Government Shutdown Enters Second Week

According to the Office of Management and Budget, paychecks are scheduled for delivery to federal workers on Jan. 11. If an agreement between Congress and President Trump isn’t reached by that date, however, they will be held. The partial shutdown has entered its second week — making it one of the longest shutdowns in U.S. history. The shutdown from December 1995 to January 1996 lasted 21 days.
Non-furloughed employees who don’t have special exceptions may not receive pay, but historically all employees have been compensated after the resumption of regular government activity.
The National Weather Service will continue to monitor weather and issue warnings, but all public functions have been canceled and many non-furloughed employees will work without pay.
The Bureau of Land Management website reads, “In the Montana/Dakotas, BLM closures include the Garnet Ghost Town visitor center, Shepherd Ah Nei Recreation Area and the Chain-of-Lakes Complex. All BLM facilities are either closed or will not be maintained for the duration of the shutdown.”
The Charles M. Russell National Wildlife Refuge roads are expected to remain open, but wardens still on patrol may ask visitors to leave certain areas.
U.S. Army Corps of Engineers-operated campgrounds and parks will be closed nationwide.
Most United States Department of Agriculture programs will remain operational during the shutdown, but that could change if the standoff lasts for more than a few weeks.
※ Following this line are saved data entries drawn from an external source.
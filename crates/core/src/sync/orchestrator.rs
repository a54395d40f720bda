//! Sync orchestrator: the externally-triggered drain façade.
//!
//! Invoked on connectivity-restore and on manual "sync now" actions. Unlike
//! the raw queue drain, the orchestrator classifies terminal outcomes by
//! status code (409 conflicts are never retried), consults the per-endpoint
//! circuit breaker before each call, and records every attempt in the error
//! metrics. Worker lifecycle is explicit: join handles are tracked and
//! cancellation goes through a token.

use std::sync::atomic::{AtomicBool, Ordering as AtomicOrdering};
use std::sync::Arc;

use chrono::Utc;
use tokio::task::JoinHandle;
use tokio_util::sync::CancellationToken;
use tracing::{debug, info, instrument, warn};
use waypoint_common::resilience::error_metrics::TRANSPORT_ERROR_STATUS;
use waypoint_common::resilience::{Clock, ErrorMetrics, SystemClock};
use waypoint_domain::constants::DEFAULT_MAX_RETRIES;
use waypoint_domain::{ApiError, QueueItem, QueueItemState, Result, SyncResult};

use super::plan::{sort_for_drain, split_expired, DependencyGate};
use super::ports::{ConnectivityMonitor, QueueStore, Transport};

/// Prefix recorded on conflict failures so retry paths can recognize them.
const CONFLICT_PREFIX: &str = "conflict: ";

/// Orchestrator configuration.
#[derive(Debug, Clone)]
pub struct SyncConfig {
    /// Per-item retry budget
    pub max_retries: u32,
    /// Join timeout when stopping the connectivity trigger task
    pub join_timeout: std::time::Duration,
}

impl Default for SyncConfig {
    fn default() -> Self {
        Self { max_retries: DEFAULT_MAX_RETRIES, join_timeout: std::time::Duration::from_secs(5) }
    }
}

/// Sync orchestrator over the queue store, transport, connectivity signal,
/// and error metrics.
pub struct SyncOrchestrator<C: Clock = SystemClock> {
    store: Arc<dyn QueueStore>,
    transport: Arc<dyn Transport>,
    connectivity: Arc<dyn ConnectivityMonitor>,
    metrics: Arc<ErrorMetrics<C>>,
    config: SyncConfig,
    processing: Arc<AtomicBool>,
    cancellation: CancellationToken,
    task_handle: Option<JoinHandle<()>>,
}

impl<C: Clock> SyncOrchestrator<C> {
    /// Create a new orchestrator.
    pub fn new(
        store: Arc<dyn QueueStore>,
        transport: Arc<dyn Transport>,
        connectivity: Arc<dyn ConnectivityMonitor>,
        metrics: Arc<ErrorMetrics<C>>,
        config: SyncConfig,
    ) -> Self {
        Self {
            store,
            transport,
            connectivity,
            metrics,
            config,
            processing: Arc::new(AtomicBool::new(false)),
            cancellation: CancellationToken::new(),
            task_handle: None,
        }
    }

    /// Run one full sync pass.
    ///
    /// Returns a skipped result without touching the network when offline or
    /// when another pass is already running.
    #[instrument(skip(self))]
    pub async fn sync_now(&self) -> Result<SyncResult> {
        if !self.connectivity.is_online() {
            debug!("Skipping sync: offline");
            return Ok(SyncResult::skipped("offline"));
        }

        if self
            .processing
            .compare_exchange(false, true, AtomicOrdering::SeqCst, AtomicOrdering::SeqCst)
            .is_err()
        {
            debug!("Skipping sync: already in progress");
            return Ok(SyncResult::skipped("sync already in progress"));
        }

        let result = self.run_pass().await;
        self.processing.store(false, AtomicOrdering::SeqCst);
        result
    }

    /// One classification-aware drain pass.
    async fn run_pass(&self) -> Result<SyncResult> {
        let now = Utc::now();
        let pending: Vec<QueueItem> = self
            .store
            .load_active()
            .await?
            .into_iter()
            .filter(|item| item.state == QueueItemState::Pending)
            .collect();

        let (mut live, expired) = split_expired(pending, now);
        for item in &expired {
            warn!(queue_id = item.id, entity_type = %item.entity_type, "Purging expired item");
            self.store.delete(item.id).await?;
        }

        sort_for_drain(&mut live);
        let mut gate = DependencyGate::new(&live);

        let mut processed = 0_usize;
        let mut failed = 0_usize;
        let mut skipped = 0_usize;

        for mut item in live {
            if gate.blocks(&item) {
                debug!(queue_id = item.id, depends_on = ?item.depends_on, "Skipping item with unmet dependency");
                skipped += 1;
                continue;
            }

            if !item.can_retry(self.config.max_retries) {
                warn!(queue_id = item.id, retry_count = item.retry_count, "Purging item over retry budget");
                item.mark_failed("retry budget exhausted");
                self.store.update(&item).await?;
                failed += 1;
                continue;
            }

            let endpoint = item.request.endpoint().to_string();
            if self.metrics.is_circuit_open(&endpoint) {
                debug!(queue_id = item.id, %endpoint, "Skipping item: circuit open");
                skipped += 1;
                continue;
            }

            if self.execute_item(&mut item, &endpoint).await? {
                processed += 1;
                gate.release(&item.entity_id);
            } else {
                failed += 1;
            }
        }

        let result = SyncResult {
            success: failed == 0,
            processed_count: processed,
            failed_count: failed,
            message: format!("processed {processed}, failed {failed}, skipped {skipped}"),
        };
        info!(processed, failed, skipped, "Sync pass completed");
        Ok(result)
    }

    /// Execute one item with status-code classification, returning whether
    /// it completed.
    async fn execute_item(&self, item: &mut QueueItem, endpoint: &str) -> Result<bool> {
        item.mark_syncing();
        self.store.update(item).await?;

        match self.transport.execute(&item.request).await {
            Ok(response) if response.is_success() => {
                self.metrics.record_success(endpoint);
                item.mark_completed();
                self.store.update(item).await?;
                debug!(queue_id = item.id, "Item completed");
                Ok(true)
            }
            Ok(response) if response.status == 409 => {
                // Business-level divergence: terminal, never blindly retried.
                self.metrics.record_request(endpoint);
                self.metrics.record_error(endpoint, response.status);
                item.mark_failed(format!("{CONFLICT_PREFIX}{}", response.error_message()));
                self.store.update(item).await?;
                warn!(queue_id = item.id, "Item failed with conflict; manual resolution required");
                Ok(false)
            }
            Ok(response) => {
                self.metrics.record_request(endpoint);
                self.metrics.record_error(endpoint, response.status);
                item.mark_retry(response.error_message());
                self.store.update(item).await?;
                debug!(queue_id = item.id, status = response.status, "Item failed, eligible for retry");
                Ok(false)
            }
            Err(e) => {
                self.metrics.record_request(endpoint);
                self.metrics.record_error(endpoint, TRANSPORT_ERROR_STATUS);
                item.mark_retry(e.to_string());
                self.store.update(item).await?;
                debug!(queue_id = item.id, error = %e, "Item failed at transport, eligible for retry");
                Ok(false)
            }
        }
    }

    /// Re-promote failed items with remaining retry budget back to pending
    /// and run a sync pass.
    ///
    /// Conflict failures are deliberately left terminal: re-sending diverged
    /// state cannot succeed without manual resolution.
    pub async fn retry_failed_operations(&self) -> Result<SyncResult> {
        let failed = self.store.load_by_state(QueueItemState::Failed).await?;
        let mut promoted = 0_usize;

        for mut item in failed {
            let is_conflict =
                item.last_error.as_deref().is_some_and(|e| e.starts_with(CONFLICT_PREFIX));
            if is_conflict || !item.can_retry(self.config.max_retries) {
                continue;
            }
            item.state = QueueItemState::Pending;
            self.store.update(&item).await?;
            promoted += 1;
        }

        info!(promoted, "Re-promoted failed items");
        self.sync_now().await
    }

    /// Delete terminal items older than the given age, for storage hygiene.
    pub async fn cleanup_completed_operations(&self, older_than_days: u32) -> Result<usize> {
        let cutoff = Utc::now() - chrono::Duration::days(i64::from(older_than_days));
        let purged = self.store.purge_terminal_older_than(cutoff).await?;
        info!(purged, older_than_days, "Cleaned up terminal queue items");
        Ok(purged)
    }

    /// Whether the connectivity trigger task is active.
    pub fn is_running(&self) -> bool {
        self.task_handle.is_some()
    }

    /// Start the connectivity trigger: a background task that runs a sync
    /// pass on every offline-to-online transition.
    #[instrument(skip(self))]
    pub fn start(&mut self) -> Result<()> {
        if self.is_running() {
            return Err(ApiError::Internal("sync trigger already running".into()));
        }

        info!("Starting sync trigger");
        self.cancellation = CancellationToken::new();

        let worker = self.clone();
        let cancel = self.cancellation.clone();
        let handle = tokio::spawn(async move {
            worker.trigger_loop(cancel).await;
        });

        self.task_handle = Some(handle);
        Ok(())
    }

    /// Stop the connectivity trigger and wait for the task to finish.
    #[instrument(skip(self))]
    pub async fn stop(&mut self) -> Result<()> {
        if !self.is_running() {
            return Err(ApiError::Internal("sync trigger not running".into()));
        }

        info!("Stopping sync trigger");
        self.cancellation.cancel();

        if let Some(handle) = self.task_handle.take() {
            match tokio::time::timeout(self.config.join_timeout, handle).await {
                Ok(Ok(())) => {}
                Ok(Err(e)) => {
                    warn!(error = %e, "Sync trigger task panicked");
                    return Err(ApiError::Internal("sync trigger task panicked".into()));
                }
                Err(_) => {
                    warn!("Sync trigger task did not stop within timeout");
                    return Err(ApiError::Internal("sync trigger join timeout".into()));
                }
            }
        }

        self.cancellation = CancellationToken::new();
        info!("Sync trigger stopped");
        Ok(())
    }

    /// Background loop reacting to connectivity transitions.
    async fn trigger_loop(&self, cancel: CancellationToken) {
        let mut rx = self.connectivity.subscribe();
        let mut was_online = *rx.borrow();

        loop {
            tokio::select! {
                _ = cancel.cancelled() => {
                    debug!("Sync trigger loop cancelled");
                    break;
                }
                changed = rx.changed() => {
                    if changed.is_err() {
                        debug!("Connectivity channel closed; stopping trigger loop");
                        break;
                    }
                    let online = *rx.borrow();
                    if online && !was_online {
                        info!("Connectivity restored; starting sync pass");
                        if let Err(e) = self.sync_now().await {
                            warn!(error = %e, "Connectivity-triggered sync failed");
                        }
                    }
                    was_online = online;
                }
            }
        }
    }
}

impl<C: Clock> Clone for SyncOrchestrator<C> {
    fn clone(&self) -> Self {
        Self {
            store: self.store.clone(),
            transport: self.transport.clone(),
            connectivity: self.connectivity.clone(),
            metrics: self.metrics.clone(),
            config: self.config.clone(),
            processing: self.processing.clone(),
            cancellation: self.cancellation.clone(),
            task_handle: None,
        }
    }
}

impl<C: Clock> Drop for SyncOrchestrator<C> {
    fn drop(&mut self) {
        if self.is_running() {
            warn!("SyncOrchestrator dropped while running; cancelling trigger task");
            self.cancellation.cancel();
        }
    }
}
Representatives from local USDA offices recommend calling ahead to confirm office hours and employee availability.
Benefits from the Supplemental Nutrition Assistance Program, or food stamps, are guaranteed through January.
Indian Health Services will remain open, as will the U.S. Postal Service, which is not affected by the shutdown because they have their own budget.
The Senate Appropriations Committee estimates that 41,000 federal law enforcement and correctional officers are being affected, as are employees of the Department of Homeland Security. As estimated 420,000 employees showed up to work without pay during the first week of the shutdown, with another 380,000 employees on furlough.
Federal Housing Administration loans will not be available for home buyers while the partial shutdown is in effect. Small Business Administration loans will also be unavailable and Americans seeking passports will have to wait.
Democrats are expected to pass a 2019 funding bill when they take over the House Jan. 3, but it isn’t clear whether the Senate will have the votes to pass it as well without significant funding for a border wall.